Fan Yang ¹ Feng Hu ¹ Hongxiao Song ¹ Fengchao Xu ¹ Jing Xu ¹ Le Wang ¹ Fei Wang ¹ Yujia Zhu ¹ Mian Huang ¹ Min Rao ¹ Haichun Ma ¹ Guangyun Tan ^1,2*

• ¹ Hepatology, Institute of Translational Medicine, The First Hospital of Jilin University, Changchun, China
• ² Jilin University, Changchun, Hebei Province, China

The intricate link between cholesterol metabolism and host immune responses is well recognized, but the specific mechanisms by which cholesterol biosynthesis influences hepatitis B virus (HBV) replication remain unclear. In this study, we show that SREBP2, a key regulator of cholesterol metabolism, inhibits HBV replication by interacting directly with the HBx protein, thereby preventing its nuclear translocation. We also found that inhibiting the ER-to-Golgi transport of the SCAP-SREBP2 complex or blocking SREBP2 maturation significantly enhances HBV suppression.

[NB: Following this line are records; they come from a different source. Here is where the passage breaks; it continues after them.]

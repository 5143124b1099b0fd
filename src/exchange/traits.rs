use async_trait::async_trait;
use chrono::{DateTime, Duration, Utc};
use rust_decimal::Decimal;
use rust_decimal_macros::dec;
use serde::{Deserialize, Serialize};
use serde_json::Value;
use std::collections::HashMap;
use std::str::FromStr;
use tracing::warn;

use crate::error::{CyclerError, Result};

use super::rules::SymbolRules;

pub const BTC: &str = "BTC";
pub const USDC: &str = "USDC";

/// Relative price adjustment applied by maker orders (~0.2% away from
/// market) to bias toward maker-fee execution.
pub const MAKER_PRICE_OFFSET: Decimal = dec!(0.002);

#[derive(Debug, Clone, Copy, PartialEq, Eq, Hash, Serialize, Deserialize)]
#[serde(rename_all = "lowercase")]
pub enum Exchange {
    Binance,
    Mexc,
    Kucoin,
    Kraken,
}

impl Exchange {
    pub const ALL: [Exchange; 4] = [
        Exchange::Binance,
        Exchange::Mexc,
        Exchange::Kucoin,
        Exchange::Kraken,
    ];

    pub fn as_str(&self) -> &'static str {
        match self {
            Exchange::Binance => "binance",
            Exchange::Mexc => "mexc",
            Exchange::Kucoin => "kucoin",
            Exchange::Kraken => "kraken",
        }
    }

    /// Executed-vs-ordered tolerance used by fill detection. Venue
    /// status fields can lag or mislead, so a fill is accepted when
    /// the executed quantity is within this fraction of the order.
    pub fn fill_tolerance(&self) -> Decimal {
        match self {
            Exchange::Binance => dec!(0.01),
            Exchange::Mexc => dec!(0.02),
            Exchange::Kucoin => dec!(0.015),
            Exchange::Kraken => dec!(0.02),
        }
    }

    /// Fraction of the expected quantity that must show up in the free
    /// BTC balance before a reported buy fill is believed.
    pub fn fill_balance_factor(&self) -> Decimal {
        match self {
            Exchange::Binance => dec!(0.99),
            Exchange::Mexc => dec!(0.95),
            Exchange::Kucoin => dec!(0.98),
            Exchange::Kraken => dec!(0.97),
        }
    }

    /// Safety margin applied on top of estimated fees when computing
    /// the minimum profitable sell price; higher on higher-fee venues.
    pub fn fee_safety_margin(&self) -> Decimal {
        match self {
            Exchange::Binance => dec!(0.05),
            Exchange::Mexc => dec!(0.05),
            Exchange::Kucoin => dec!(0.08),
            Exchange::Kraken => dec!(0.10),
        }
    }

    /// Static fee-rate estimate used when real fees cannot be read
    /// from trade history.
    pub fn default_fee_rate(&self) -> Decimal {
        match self {
            Exchange::Binance => dec!(0.001),
            Exchange::Mexc => dec!(0.0005),
            Exchange::Kucoin => dec!(0.001),
            Exchange::Kraken => dec!(0.0025),
        }
    }

    /// Fixed offset added to `created_at` when the venue reports no
    /// parseable completion timestamp.
    pub fn estimated_completion_offset(&self) -> Duration {
        match self {
            Exchange::Binance => Duration::hours(2),
            Exchange::Mexc => Duration::hours(4),
            Exchange::Kucoin => Duration::hours(3),
            Exchange::Kraken => Duration::hours(6),
        }
    }

    /// Venues that report FILLED before balances propagate need one
    /// bounded wait-and-recheck during fill validation.
    pub fn balance_settle_wait(&self) -> Option<std::time::Duration> {
        match self {
            Exchange::Mexc => Some(std::time::Duration::from_secs(5)),
            _ => None,
        }
    }

    /// Per-call HTTP timeout for this venue's REST API.
    pub fn http_timeout(&self) -> std::time::Duration {
        match self {
            Exchange::Binance => std::time::Duration::from_secs(10),
            Exchange::Mexc => std::time::Duration::from_secs(15),
            Exchange::Kucoin => std::time::Duration::from_secs(15),
            Exchange::Kraken => std::time::Duration::from_secs(30),
        }
    }
}
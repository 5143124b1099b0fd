//! Cycle engine: reconciliation (update), creation, accumulation and
//! safe cancellation.

pub mod accumulate;
pub mod cancel;
pub mod create;
pub mod pricing;
pub mod update;

pub use accumulate::{available_profit, consider, AccumulationOutcome};
pub use cancel::{cancel_cycle, is_disguised_success, safe_cancel, CancelOutcome};
pub use create::create_cycle;
pub use update::{PassSummary, UpdateEngine};

use rust_decimal::Decimal;

/// Per-task strategy overrides (scheduled tasks may trade with offsets
/// or sizing different from the exchange defaults).
#[derive(Debug, Clone, Copy, Default)]
pub struct StrategyOverrides {
    pub buy_offset: Option<Decimal>,
    pub sell_offset: Option<Decimal>,
    pub percent: Option<Decimal>,
}

impl StrategyOverrides {
    pub fn from_task(task: &crate::domain::ScheduledTask) -> Self {
        Self {
            buy_offset: task.buy_offset,
            sell_offset: task.sell_offset,
            percent: task.percent,
        }
    }
}
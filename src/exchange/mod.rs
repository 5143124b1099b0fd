pub mod factory;
pub mod rules;
pub mod traits;

pub use factory::{build_client, build_client_table, ClientTable};
pub use rules::SymbolRules;
pub use traits::{
    ensure_core_assets, fill_within_tolerance, maker_adjusted_price, min_profitable_sell_price,
    parse_exchange, AssetBalance, BalanceMap, Exchange, ExchangeClient, OrderSide, OrderSnapshot,
    BTC, MAKER_PRICE_OFFSET, USDC,
};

Notably, we demonstrate that the C-terminal domain (CTD) of SREBP2, rather than its N-terminal domain (NTD), mediates this inhibition by interacting with HBx and promoting its extracellular secretion, thus reducing nuclear HBx accumulation. These findings reveal a novel regulatory pathway that links cholesterol metabolism to HBV replication via SREBP2-mediated control of HBx localization. This insight provides a potential basis for new therapeutic strategies against HBV infection, addressing an important global health issue.